Which of the lines below mention the word "None"? Pull each one out.
[[ GIVEN DATA open ]]
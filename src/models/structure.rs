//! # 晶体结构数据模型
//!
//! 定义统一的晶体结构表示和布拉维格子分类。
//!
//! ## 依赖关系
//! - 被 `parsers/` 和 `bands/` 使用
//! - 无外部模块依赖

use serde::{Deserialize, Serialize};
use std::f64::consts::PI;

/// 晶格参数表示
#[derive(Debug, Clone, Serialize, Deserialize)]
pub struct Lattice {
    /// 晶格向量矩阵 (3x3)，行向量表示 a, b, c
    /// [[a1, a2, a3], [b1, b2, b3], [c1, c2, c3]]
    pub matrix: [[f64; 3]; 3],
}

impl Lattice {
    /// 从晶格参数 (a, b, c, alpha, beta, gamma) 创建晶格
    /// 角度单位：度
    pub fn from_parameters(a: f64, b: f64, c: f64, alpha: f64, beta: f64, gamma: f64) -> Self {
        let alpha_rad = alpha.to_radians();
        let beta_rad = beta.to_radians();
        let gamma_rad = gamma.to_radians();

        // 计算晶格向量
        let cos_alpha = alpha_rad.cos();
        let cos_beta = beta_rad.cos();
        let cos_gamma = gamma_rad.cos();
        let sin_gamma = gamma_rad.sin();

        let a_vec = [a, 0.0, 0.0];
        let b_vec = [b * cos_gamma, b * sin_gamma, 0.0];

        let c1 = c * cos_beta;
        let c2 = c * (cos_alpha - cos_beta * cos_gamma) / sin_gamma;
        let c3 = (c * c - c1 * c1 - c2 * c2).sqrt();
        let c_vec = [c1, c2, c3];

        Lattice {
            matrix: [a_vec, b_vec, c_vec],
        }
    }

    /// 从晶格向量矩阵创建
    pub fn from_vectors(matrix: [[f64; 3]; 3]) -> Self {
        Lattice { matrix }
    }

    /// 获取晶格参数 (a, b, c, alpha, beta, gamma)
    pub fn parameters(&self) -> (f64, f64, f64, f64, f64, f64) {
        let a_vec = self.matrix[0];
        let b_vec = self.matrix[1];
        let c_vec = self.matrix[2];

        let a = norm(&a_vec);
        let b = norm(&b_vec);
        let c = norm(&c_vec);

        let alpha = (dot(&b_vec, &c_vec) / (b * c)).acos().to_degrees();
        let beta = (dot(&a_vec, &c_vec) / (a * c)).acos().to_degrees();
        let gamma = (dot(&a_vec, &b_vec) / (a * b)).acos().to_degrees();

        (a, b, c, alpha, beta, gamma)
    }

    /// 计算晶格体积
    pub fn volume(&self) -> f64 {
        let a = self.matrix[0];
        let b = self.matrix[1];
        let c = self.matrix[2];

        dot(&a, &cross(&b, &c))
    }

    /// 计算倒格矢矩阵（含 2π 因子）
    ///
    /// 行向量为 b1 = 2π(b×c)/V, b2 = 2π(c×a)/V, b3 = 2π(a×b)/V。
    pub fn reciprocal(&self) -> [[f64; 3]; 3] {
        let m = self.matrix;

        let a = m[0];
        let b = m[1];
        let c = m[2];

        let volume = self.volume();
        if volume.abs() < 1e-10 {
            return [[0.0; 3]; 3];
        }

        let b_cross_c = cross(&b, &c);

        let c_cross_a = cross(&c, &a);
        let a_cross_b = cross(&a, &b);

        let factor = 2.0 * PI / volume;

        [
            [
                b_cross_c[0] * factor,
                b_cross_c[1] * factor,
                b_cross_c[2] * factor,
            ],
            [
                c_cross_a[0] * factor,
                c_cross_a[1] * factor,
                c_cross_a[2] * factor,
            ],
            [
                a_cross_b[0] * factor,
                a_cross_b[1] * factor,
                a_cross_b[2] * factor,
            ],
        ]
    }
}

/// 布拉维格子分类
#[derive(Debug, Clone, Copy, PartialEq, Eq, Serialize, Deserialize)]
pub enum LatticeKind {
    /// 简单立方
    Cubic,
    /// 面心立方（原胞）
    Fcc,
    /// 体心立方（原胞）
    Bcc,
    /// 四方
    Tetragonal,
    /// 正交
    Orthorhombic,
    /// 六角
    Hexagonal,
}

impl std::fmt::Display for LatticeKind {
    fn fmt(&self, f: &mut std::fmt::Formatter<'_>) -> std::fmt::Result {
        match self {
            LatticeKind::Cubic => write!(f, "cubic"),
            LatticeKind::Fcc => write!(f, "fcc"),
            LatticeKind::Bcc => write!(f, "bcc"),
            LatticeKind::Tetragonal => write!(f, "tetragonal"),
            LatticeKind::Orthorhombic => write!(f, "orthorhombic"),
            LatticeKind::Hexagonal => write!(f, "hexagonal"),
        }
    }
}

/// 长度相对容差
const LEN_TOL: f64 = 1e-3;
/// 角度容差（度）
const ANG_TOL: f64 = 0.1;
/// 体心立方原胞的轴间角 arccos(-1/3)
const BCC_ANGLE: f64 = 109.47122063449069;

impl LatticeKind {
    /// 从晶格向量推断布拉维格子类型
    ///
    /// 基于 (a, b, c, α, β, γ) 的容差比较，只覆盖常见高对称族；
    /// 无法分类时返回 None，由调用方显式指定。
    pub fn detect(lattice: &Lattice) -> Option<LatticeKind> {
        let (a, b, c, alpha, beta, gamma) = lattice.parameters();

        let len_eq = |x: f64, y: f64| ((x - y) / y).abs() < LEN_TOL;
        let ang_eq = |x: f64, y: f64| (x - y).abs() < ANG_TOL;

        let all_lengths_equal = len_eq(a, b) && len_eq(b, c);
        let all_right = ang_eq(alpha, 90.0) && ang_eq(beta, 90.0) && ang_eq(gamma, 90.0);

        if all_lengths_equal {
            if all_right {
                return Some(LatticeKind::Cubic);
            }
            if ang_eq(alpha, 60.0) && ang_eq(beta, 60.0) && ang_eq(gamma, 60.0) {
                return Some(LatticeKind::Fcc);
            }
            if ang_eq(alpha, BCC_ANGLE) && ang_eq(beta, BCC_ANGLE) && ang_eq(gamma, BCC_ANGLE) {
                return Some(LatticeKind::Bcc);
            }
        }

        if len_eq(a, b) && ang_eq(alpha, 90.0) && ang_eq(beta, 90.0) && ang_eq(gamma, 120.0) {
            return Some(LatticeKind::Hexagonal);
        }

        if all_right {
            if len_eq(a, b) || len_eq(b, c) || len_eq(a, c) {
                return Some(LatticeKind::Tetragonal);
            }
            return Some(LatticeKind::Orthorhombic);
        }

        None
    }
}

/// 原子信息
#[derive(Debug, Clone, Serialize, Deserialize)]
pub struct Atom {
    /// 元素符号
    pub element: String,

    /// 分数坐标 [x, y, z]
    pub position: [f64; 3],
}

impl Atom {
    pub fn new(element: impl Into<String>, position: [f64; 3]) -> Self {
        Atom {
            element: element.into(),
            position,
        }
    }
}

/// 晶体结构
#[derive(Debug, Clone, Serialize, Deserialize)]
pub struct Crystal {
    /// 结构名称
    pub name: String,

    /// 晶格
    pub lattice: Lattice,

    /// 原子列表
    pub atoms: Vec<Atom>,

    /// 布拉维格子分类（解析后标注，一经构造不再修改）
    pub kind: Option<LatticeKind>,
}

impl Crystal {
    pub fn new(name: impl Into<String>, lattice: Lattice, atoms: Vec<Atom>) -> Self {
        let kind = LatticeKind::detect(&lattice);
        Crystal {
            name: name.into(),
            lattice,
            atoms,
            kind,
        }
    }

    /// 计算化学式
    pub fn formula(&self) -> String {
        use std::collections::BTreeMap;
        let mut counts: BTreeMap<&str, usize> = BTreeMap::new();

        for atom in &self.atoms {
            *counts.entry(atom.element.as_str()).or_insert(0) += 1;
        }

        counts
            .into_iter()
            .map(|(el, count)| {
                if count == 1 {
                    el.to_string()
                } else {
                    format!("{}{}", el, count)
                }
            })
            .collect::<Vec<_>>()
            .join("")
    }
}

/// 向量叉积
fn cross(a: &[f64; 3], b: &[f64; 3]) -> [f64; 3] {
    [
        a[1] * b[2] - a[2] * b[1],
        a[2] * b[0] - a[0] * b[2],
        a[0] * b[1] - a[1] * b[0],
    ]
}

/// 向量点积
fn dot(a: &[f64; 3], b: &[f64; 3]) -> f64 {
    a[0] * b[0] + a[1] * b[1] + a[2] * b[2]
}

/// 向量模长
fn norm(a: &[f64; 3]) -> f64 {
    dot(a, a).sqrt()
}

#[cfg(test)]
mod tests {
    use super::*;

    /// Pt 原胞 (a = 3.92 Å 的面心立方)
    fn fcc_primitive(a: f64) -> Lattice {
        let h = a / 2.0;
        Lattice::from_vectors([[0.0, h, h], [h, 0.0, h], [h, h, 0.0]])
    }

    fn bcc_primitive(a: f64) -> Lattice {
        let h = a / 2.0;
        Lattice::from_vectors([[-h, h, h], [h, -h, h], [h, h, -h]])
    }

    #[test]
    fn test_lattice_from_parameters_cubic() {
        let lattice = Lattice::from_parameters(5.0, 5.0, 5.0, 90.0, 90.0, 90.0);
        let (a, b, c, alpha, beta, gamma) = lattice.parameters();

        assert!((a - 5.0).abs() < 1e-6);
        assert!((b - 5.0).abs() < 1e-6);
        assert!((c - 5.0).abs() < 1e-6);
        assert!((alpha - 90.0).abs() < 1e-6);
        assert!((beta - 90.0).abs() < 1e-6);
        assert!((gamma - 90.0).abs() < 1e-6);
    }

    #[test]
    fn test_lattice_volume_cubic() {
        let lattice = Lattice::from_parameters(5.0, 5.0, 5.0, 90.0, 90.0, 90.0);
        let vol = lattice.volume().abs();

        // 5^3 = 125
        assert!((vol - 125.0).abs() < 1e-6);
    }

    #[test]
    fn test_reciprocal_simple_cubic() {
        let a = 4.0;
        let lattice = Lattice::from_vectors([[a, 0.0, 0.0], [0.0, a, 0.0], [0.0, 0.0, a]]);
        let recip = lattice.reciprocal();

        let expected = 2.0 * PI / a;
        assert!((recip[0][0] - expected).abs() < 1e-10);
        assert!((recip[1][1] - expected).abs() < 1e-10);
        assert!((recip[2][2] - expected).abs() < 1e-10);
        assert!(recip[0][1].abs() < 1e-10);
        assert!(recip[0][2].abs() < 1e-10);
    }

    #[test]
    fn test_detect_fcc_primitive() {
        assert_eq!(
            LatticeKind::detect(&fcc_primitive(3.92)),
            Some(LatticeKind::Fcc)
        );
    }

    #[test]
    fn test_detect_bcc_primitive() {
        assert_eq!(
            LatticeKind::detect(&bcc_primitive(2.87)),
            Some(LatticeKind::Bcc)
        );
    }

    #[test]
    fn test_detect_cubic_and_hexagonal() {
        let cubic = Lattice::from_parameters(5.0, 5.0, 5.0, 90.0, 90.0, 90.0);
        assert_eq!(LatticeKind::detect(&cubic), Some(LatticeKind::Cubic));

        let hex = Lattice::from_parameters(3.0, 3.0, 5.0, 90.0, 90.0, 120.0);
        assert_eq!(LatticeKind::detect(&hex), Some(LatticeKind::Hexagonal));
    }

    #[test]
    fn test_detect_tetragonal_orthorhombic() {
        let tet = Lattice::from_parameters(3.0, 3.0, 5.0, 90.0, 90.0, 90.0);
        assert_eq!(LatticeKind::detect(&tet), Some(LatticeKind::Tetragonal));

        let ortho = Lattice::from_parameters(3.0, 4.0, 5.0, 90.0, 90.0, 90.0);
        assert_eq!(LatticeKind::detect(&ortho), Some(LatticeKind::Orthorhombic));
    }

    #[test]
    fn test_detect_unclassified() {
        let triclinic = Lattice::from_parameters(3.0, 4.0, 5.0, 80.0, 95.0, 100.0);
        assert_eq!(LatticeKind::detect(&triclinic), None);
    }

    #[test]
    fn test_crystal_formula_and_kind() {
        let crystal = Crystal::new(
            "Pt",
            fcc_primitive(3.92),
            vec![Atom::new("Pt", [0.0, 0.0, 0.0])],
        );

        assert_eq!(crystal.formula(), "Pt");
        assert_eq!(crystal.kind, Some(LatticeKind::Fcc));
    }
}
[[ GIVEN DATA closed ]]
*RESPONSE BOX*.
    /// 无法分类时返回 None，由调用方显式指定。
        None
        assert_eq!(LatticeKind::detect(&triclinic), None);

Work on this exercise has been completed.